From: Adam Argyle via GitHub <sysbot+gh@w3.org>
Date: Thu, 18 Apr 2019 23:34:15 +0000
To: public-css-archive@w3.org
Message-ID: <issue_comment.created-484722974-1555630454-sysbot+gh@w3.org>
@AmeliaBR 
Lovely reply and set of questions.

**1. Would this approach work for other types of animations (like shape morphing or color transitions) or only transformations?**
I've personally only seen it used on scale/rotate/translate, unsure if it could/should apply to morphing or color. I'm leaning towards no, but I'm open minded.

**1. Would the proposed shader implementation work for 3D translations, or only for flattened effects?
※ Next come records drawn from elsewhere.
//! Tick arithmetic and the hardware timing seams used by the decoders.

/// A 16-bit timestamp of the free-running capture timer. Wraps around.
pub type Ticks = u16;


/// Converts between timer ticks and microseconds.
///
/// Implementations are zero-sized policy types. The decoders are generic over them, so every
/// conversion against a constant folds at compile time.
pub trait Clock {
	/// Timer frequency in ticks per second.
	const HZ: u32;

	/// Converts a tick count to microseconds.
	#[inline]
	fn ticks_to_us(ticks: Ticks) -> u16 {
		ticks_to_us(Self::HZ, ticks)
	}

	/// Converts microseconds to a tick count.
	#[inline]
	fn us_to_ticks(us: u16) -> Ticks {
		us_to_ticks(Self::HZ, us)
	}
}


/// A timer running at `RATE` ticks per second.
///
/// `RATE` must be a multiple of 100 and below 6.5 MHz so the intermediate products fit in a
/// `u32`.
#[derive(Clone, Copy, Debug, Default)]
pub struct TickRate<const RATE: u32>;

impl<const RATE: u32> Clock for TickRate<RATE> {
	const HZ: u32 = RATE;
}

/// The RP2040 system timer, one tick per microsecond.
pub type MicrosecondClock = TickRate<1_000_000>;


/// Converts `ticks` of a `hz` timer to microseconds.
pub const fn ticks_to_us(hz: u32, ticks: Ticks) -> u16 {
	(ticks as u32 * 10_000 / (hz / 100)) as u16
}

/// Converts `us` microseconds to ticks of a `hz` timer.
pub const fn us_to_ticks(hz: u32, us: u16) -> Ticks {
	(us as u32 * (hz / 100) / 10_000) as Ticks
}


/// A one-shot hardware alarm the decoders re-arm to detect sync pauses.
pub trait Alarm {
	/// Arms the alarm to fire at the absolute tick `at`, replacing any pending deadline.
	fn schedule_at(&mut self, at: Ticks);
}


/// Returns the number of ticks from `since` to `now`, accounting for wraparound.
#[inline]
pub fn elapsed(since: Ticks, now: Ticks) -> Ticks {
	now.wrapping_sub(since)
}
If so, should motion-blur: blur be a flattening layer effect?**
I believe it should work for 3D translations. Elements in a `perspective` could be translated in space, and if they had motion-blur applied, as they are manipulated in that space with 3D properties, if the speed is fast enough, a blur should apply. I'm unsure if it should have a flattening layer effect, or if it should piggy back on other's applying that effect.   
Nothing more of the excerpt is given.